The legislation, a key election pledge of Socialist President Francois Hollande, was passed by 329 votes to 229 in the National Assembly. EPA photo |
Gay rights
activists were celebrating Wednesday after France's National Assembly endorsed
a hugely controversial bill to legalise same-sex marriage and adoption.
The bill,
comfortably adopted by the primary chamber on Tuesday evening, still has to go
to the Senate for examination and approval, but the upper house is unlikely to
prevent the groundbreaking reform from becoming law by the summer.
"I was
in the Assembly and it was really a very moving moment," Nicolas Gougain,
a spokesman for the Inter-LGBT rights group, told AFP.
"We so
badly want to see this bill adopted after many, many years of campaigning for
equal rights.
"It
was very satisfying too that there was such a clear majority and that the
debate allowed deputies to address the falsehoods that have been spread for
months about families with gay parents." Gougain said his organisation
would be following the debate in the Senate closely but voiced confidence the
gay community would be able to celebrate a landmark victory with a
once-in-a-generation party at the annual Gay Pride march, scheduled to take
place in Paris on June 29.
"We
will also be making sure that politicians stick to their commitment to look at
the issue of medically assisted conception and the rights of transsexuals, once
this bill is on the statute book," Gougain added.
The
legislation, a key election pledge of Socialist President Francois Hollande,
was passed by 329 votes to 229 in the National Assembly.
The vote
came 10 days after lawmakers overwhelmingly voted to adopt its key article
which redefines marriage as a contract between two people rather than between a
man and a woman.
With opinion
polls having consistently shown that a comfortable majority of the French
support gay marriage, Hollande could never have anticipated that a promise he
made in his election manifesto last year would generate so much controversy.
A campaign
orchestrated by the Catholic Church and belatedly backed by the mainstream
centre-right opposition steadily gathered momentum throughout the autumn and
culminated in a giant protest in Paris last month.
Somewhere
between 340,000 and 800,000 demonstrators flooded into the capital in a protest
that was at least twice the size of a pro-gay marriage march staged later in
the month.
In
September, Cardinal Philippe Barbarin, the archbishop of Lyon, claimed the
government's plans to redefine the concept of marriage would open the door to
incest and polygamy.
That
prompted Bertrand Delanoe, the mayor of Paris and one of France's few openly
gay politicians, to say the elderly cleric must have "flipped his
lid".
Similar
withering criticism was directed at Serge Dassault, a prominent industrialist
who suggested the French would die out after being consumed by the same
decadence that led to the fall of ancient Greece.
"We'll
have a land of homos," Dassault claimed. "And then in 10 years there
will be no-one left.

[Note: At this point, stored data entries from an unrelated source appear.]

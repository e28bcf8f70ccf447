//! The linear regression model and its fit state.

use nalgebra::{DMatrix, DVector};

use super::ols::least_squares;
use super::params::ModelParameters;
use crate::error::{Result, WeatherfitError};
use crate::features::FeatureVector;

/// Lifecycle of a [`RegressionModel`].
#[derive(Debug, Clone, Default, PartialEq)]
pub enum ModelState {
    #[default]
    Unfit,
    Fit(ModelParameters),
}

/// Ordinary-least-squares model predicting the target from feature vectors.
///
/// A model moves from [`ModelState::Unfit`] to [`ModelState::Fit`] exactly
/// once. Refitting requires a new instance.
#[derive(Debug, Clone, Default)]
pub struct RegressionModel {
    state: ModelState,
}

impl RegressionModel {
    /// Create an unfit model.
    pub fn new() -> Self {
        Self::default()
    }

    pub fn state(&self) -> &ModelState {
        &self.state
    }

    pub fn is_fit(&self) -> bool {
        matches!(self.state, ModelState::Fit(_))
    }

    /// Parameters of a fit model.
    pub fn parameters(&self) -> Option<&ModelParameters> {
        match &self.state {
            ModelState::Fit(params) => Some(params),
            ModelState::Unfit => None,
        }
    }

    /// Fit on the training vectors, returning the model in the fit state.
    pub fn fit(self, train: &[FeatureVector]) -> Result<Self> {
        if self.is_fit() {
            return Err(WeatherfitError::ModelAlreadyFit);
        }
        let first = train.first().ok_or_else(|| WeatherfitError::InsufficientData {
            required: 1,
            actual: 0,
            context: "model fit".to_string(),
        })?;
        let p = first.features.len();
        check_feature_counts(train, p, "training vectors")?;

        let x = DMatrix::from_fn(train.len(), p, |i, j| train[i].features[j]);
        let y = DVector::from_iterator(train.len(), train.iter().map(|v| v.target));
        let params = least_squares(&x, &y)?;

        tracing::debug!(
            rows = train.len(),
            weights = ?params.weights,
            intercept = params.intercept,
            "fit regression model"
        );

        Ok(Self {
            state: ModelState::Fit(params),
        })
    }

    /// Predict the target for each vector.
    pub fn predict(&self, vectors: &[FeatureVector]) -> Result<Vec<f64>> {
        let params = self.parameters().ok_or(WeatherfitError::ModelNotFit)?;
        check_feature_counts(vectors, params.feature_count(), "prediction vectors")?;
        Ok(vectors
            .iter()
            .map(|v| params.predict_one(&v.features))
            .collect())
    }
}

fn check_feature_counts(vectors: &[FeatureVector], expected: usize, context: &str) -> Result<()> {
    match vectors.iter().find(|v| v.features.len() != expected) {
        Some(v) => Err(WeatherfitError::DimensionMismatch {
            expected,
            actual: v.features.len(),
            context: context.to_string(),
        }),
        None => Ok(()),
    }
}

It's stupid." Throughout all the turmoil, Hollande's
support for the legislation has not wavered and his partner, Valerie
Trierweiler, has revealed that the president will be attending the marriages of
gay friends once the legislation is on the statute books.
The Senate
will debate the proposed law from April 2.
Gay men and
women can already adopt as individuals in France if approved by social
services.
A separate
law on providing medically assisted conception to gay couples, already extended
to heterosexual couples unable to conceive, will be debated later in the year.